Exercise aim: Search the entries below for the word "generated", then copy each line in which it is found.

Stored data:
————————
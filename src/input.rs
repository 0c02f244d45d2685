use std::path::PathBuf;

use clap::error::ErrorKind;
use clap::Parser;
use log::LevelFilter;

use crate::config::{MksubConfig, DEFAULT_BUFFER_MB, DEFAULT_CHANNEL_CAPACITY};

/// 汇总导出格式
#[derive(Debug, Clone, Copy, PartialEq, Eq)]
pub enum OutputFormat {
    Json,
    Txt,
}

impl std::str::FromStr for OutputFormat {
    type Err = String;

    fn from_str(s: &str) -> Result<Self, Self::Err> {
        match s.to_lowercase().as_str() {
            "json" => Ok(OutputFormat::Json),
            "txt" => Ok(OutputFormat::Txt),
            _ => Err(format!("不支持的输出格式: {}。支持的格式: json, txt", s)),
        }
    }
}

#[derive(Parser, Debug)]
#[command(name = "rmksub")]
#[command(version)]
#[command(about = "Generate subdomain combinations from a wordlist", long_about = None, arg_required_else_help = true)]
pub struct Opts {
    /// input domain, may be repeated
    #[arg(short, long)]
    pub domain: Vec<String>,

    /// input domain file, one domain per line
    #[arg(long, visible_alias = "df")]
    pub domain_file: Option<PathBuf>,

    /// wordlist file
    #[arg(short, long)]
    pub wordlist: Option<PathBuf>,

    /// regex to filter words from the wordlist file
    #[arg(short, long)]
    pub regex: Option<String>,

    /// subdomain level to generate
    #[arg(short, long, default_value_t = 1, allow_negative_numbers = true)]
    pub level: i64,

    /// maximum number of concurrent generation tasks
    #[arg(short, long, default_value_t = 100, allow_negative_numbers = true)]
    pub threads: i64,

    /// output folder (file(s) use the same name)
    #[arg(short, long, default_value = "mksub-out")]
    pub output: PathBuf,

    /// number of files to split the output into
    #[arg(long, visible_alias = "nf", default_value_t = 1, allow_negative_numbers = true)]
    pub num_files: i64,

    /// skip mirroring generated subdomains to stdout
    #[arg(long, default_value_t = true, action = clap::ArgAction::Set)]
    pub silent: bool,

    /// per-file write buffer in MB
    #[arg(long, default_value_t = DEFAULT_BUFFER_MB)]
    pub buffer_mb: usize,

    /// pending candidates per output file
    #[arg(long, default_value_t = DEFAULT_CHANNEL_CAPACITY)]
    pub channel_capacity: usize,

    /// print run summary when finished
    #[arg(long)]
    pub summary: bool,

    /// export run summary to this file
    #[arg(long)]
    pub summary_file: Option<PathBuf>,

    /// summary export format (json, txt)
    #[arg(long, default_value = "json")]
    pub summary_format: OutputFormat,

    /// log level (error, warn, info, debug, trace)
    #[arg(long, default_value = "info")]
    pub log_level: LevelFilter,
}

/// 命令行解析失败时的退出码：帮助和版本信息为 0，其余（含缺少参数）为 1
pub fn usage_exit_code(kind: ErrorKind) -> i32 {
    match kind {
        ErrorKind::DisplayHelp | ErrorKind::DisplayVersion => 0,
        _ => 1,
    }
}

impl Opts {
    /// 转换为库配置
    pub fn to_config(&self) -> MksubConfig {
        MksubConfig {
            domains: self.domain.clone(),
            domain_file: self.domain_file.clone(),
            wordlist: self.wordlist.clone(),
            regex: self.regex.clone(),
            level: self.level,
            threads: self.threads,
            output_dir: self.output.clone(),
            num_files: self.num_files,
            silent: self.silent,
            buffer_size: self.buffer_mb.saturating_mul(1024 * 1024),
            channel_capacity: self.channel_capacity,
        }
    }
}
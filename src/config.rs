//! Project configuration describing where assets live and how the lookup script is written.

use std::fs;
use std::io::ErrorKind;
use std::path::{Path, PathBuf};

use serde::Deserialize;

use crate::asset_paths::{Encoding, ExtensionFilter};
use crate::error::{ManifestError, ManifestResult};
use crate::manifest::{LogoSource, LogoSpec, ScanPolicy};
use crate::models::TableKind;

const DEFAULT_CONFIG_FILE: &str = "asset-manifest.json";

const DEFAULT_ICON_DIRS: &[&str] = &["Pictograms", "assets/images"];

const DEFAULT_EXTENSIONS: &[&str] = &[".png", ".jpg", ".jpeg", ".gif", ".svg"];

const DEFAULT_LOGOS: &[(&str, &str)] = &[
    (
        "Primary (Blue/Coral)",
        "assets/logos/primary-logo/Telstra-Primary-logo.png",
    ),
    (
        "Primary (Mono White)",
        "assets/logos/primary-logo/Telstra-Primary-logo-Mono-White.png",
    ),
    (
        "Primary (Mono Black)",
        "assets/logos/primary-logo/Telstra-Primary-logo-Mono-Black-RGB.png",
    ),
    (
        "Primary on Blue (White T)",
        "assets/logos/primary-logo/Telstra-Primary-logo-A.png",
    ),
    (
        "Primary on Coral (White T)",
        "assets/logos/primary-logo/Telstra-Primary-logo-B.png",
    ),
];

/// How the target file is produced.
#[derive(Debug, Clone, Copy, Default, PartialEq, Eq, Deserialize)]
#[serde(rename_all = "lowercase")]
pub enum EmitMode {
    /// Render a whole replacement script.
    #[default]
    Full,
    /// Replace named blocks inside the existing script.
    Patch,
}

/// A block rewritten in patch mode.
#[derive(Debug, Clone, PartialEq, Eq, Deserialize)]
pub struct PatchBlock {
    /// Global the block assigns to, e.g. `__ICON_DATA__`.
    pub global: String,
    /// Table rendered into the block.
    pub table: TableKind,
}

/// Discoverable project configuration. Every path is relative to the project root.
#[derive(Debug, Clone, Deserialize)]
#[serde(default)]
pub struct ProjectConfig {
    /// Directories scanned for icons, in priority order.
    pub icon_dirs: Vec<PathBuf>,
    /// File extensions accepted by the scanner.
    pub allowed_extensions: Vec<String>,
    /// Directory that must contribute at least one icon, when set.
    pub required_category: Option<PathBuf>,
    /// Named logos that must all exist.
    pub logos: Vec<LogoSource>,
    /// Encoding applied to logos.
    pub logo_encoding: Encoding,
    /// Whether to build the inline data URI icon table next to the URL table.
    pub inline_icons: bool,
    /// Script written by the run.
    pub target: PathBuf,
    /// Whole-file or in-place rendering.
    pub mode: EmitMode,
    /// Blocks rewritten in patch mode.
    pub patch_blocks: Vec<PatchBlock>,
}

impl Default for ProjectConfig {
    fn default() -> Self {
        Self {
            icon_dirs: DEFAULT_ICON_DIRS.iter().map(PathBuf::from).collect(),
            allowed_extensions: DEFAULT_EXTENSIONS.iter().map(|ext| ext.to_string()).collect(),
            required_category: None,
            logos: DEFAULT_LOGOS
                .iter()
                .map(|(label, path)| LogoSource {
                    label: label.to_string(),
                    path: PathBuf::from(path),
                })
                .collect(),
            logo_encoding: Encoding::Inline,
            inline_icons: true,
            target: PathBuf::from("js/assets.js"),
            mode: EmitMode::Full,
            patch_blocks: vec![PatchBlock {
                global: TableKind::Icons.global_name().into(),
                table: TableKind::IconsInline,
            }],
        }
    }
}

impl ProjectConfig {
    /// Load `asset-manifest.json` from `root`, falling back to defaults when it does not exist.
    pub fn discover(root: &Path) -> ManifestResult<Self> {
        let candidate = root.join(DEFAULT_CONFIG_FILE);
        match Self::from_path(&candidate) {
            Err(ManifestError::Io { source, .. }) if source.kind() == ErrorKind::NotFound => {
                Ok(Self::default())
            }
            other => other,
        }
    }

    /// Read configuration from a specific JSON file.
    pub fn from_path(path: &Path) -> ManifestResult<Self> {
        let content = fs::read_to_string(path)
            .map_err(|err| ManifestError::io("failed to read config", path, err))?;
        serde_json::from_str(&content).map_err(|source| ManifestError::InvalidConfig {
            path: path.to_path_buf(),
            source,
        })
    }
}

impl ProjectConfig {
    /// Absolute icon roots in scan order.
    pub fn icon_roots(&self, root: &Path) -> Vec<PathBuf> {
        self.icon_dirs.iter().map(|dir| root.join(dir)).collect()
    }

    /// Extension filter built from the configured list.
    pub fn extension_filter(&self) -> ExtensionFilter {
        ExtensionFilter::new(&self.allowed_extensions)
    }

    /// Scanner policy for empty results.
    pub fn scan_policy(&self, root: &Path) -> ScanPolicy {
        match &self.required_category {
            Some(category) => ScanPolicy::RequireCategory(root.join(category)),
            None => ScanPolicy::AnyAsset,
        }
    }

    /// Logo table with paths resolved against `root`.
    pub fn logo_spec(&self, root: &Path) -> LogoSpec {
        LogoSpec::new(self.logos.iter().map(|logo| LogoSource {
            label: logo.label.clone(),
            path: root.join(&logo.path),
        }))
    }

    /// Path of the generated script.
    pub fn target_path(&self, root: &Path) -> PathBuf {
        root.join(&self.target)
    }

    /// Whether the run has to build the inline icon table.
    pub fn needs_inline_icons(&self) -> bool {
        self.inline_icons
            || (self.mode == EmitMode::Patch
                && self
                    .patch_blocks
                    .iter()
                    .any(|block| block.table == TableKind::IconsInline))
    }
}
————————
Response to the exercise:
    /// skip mirroring generated subdomains to stdout
    /// Path of the generated script.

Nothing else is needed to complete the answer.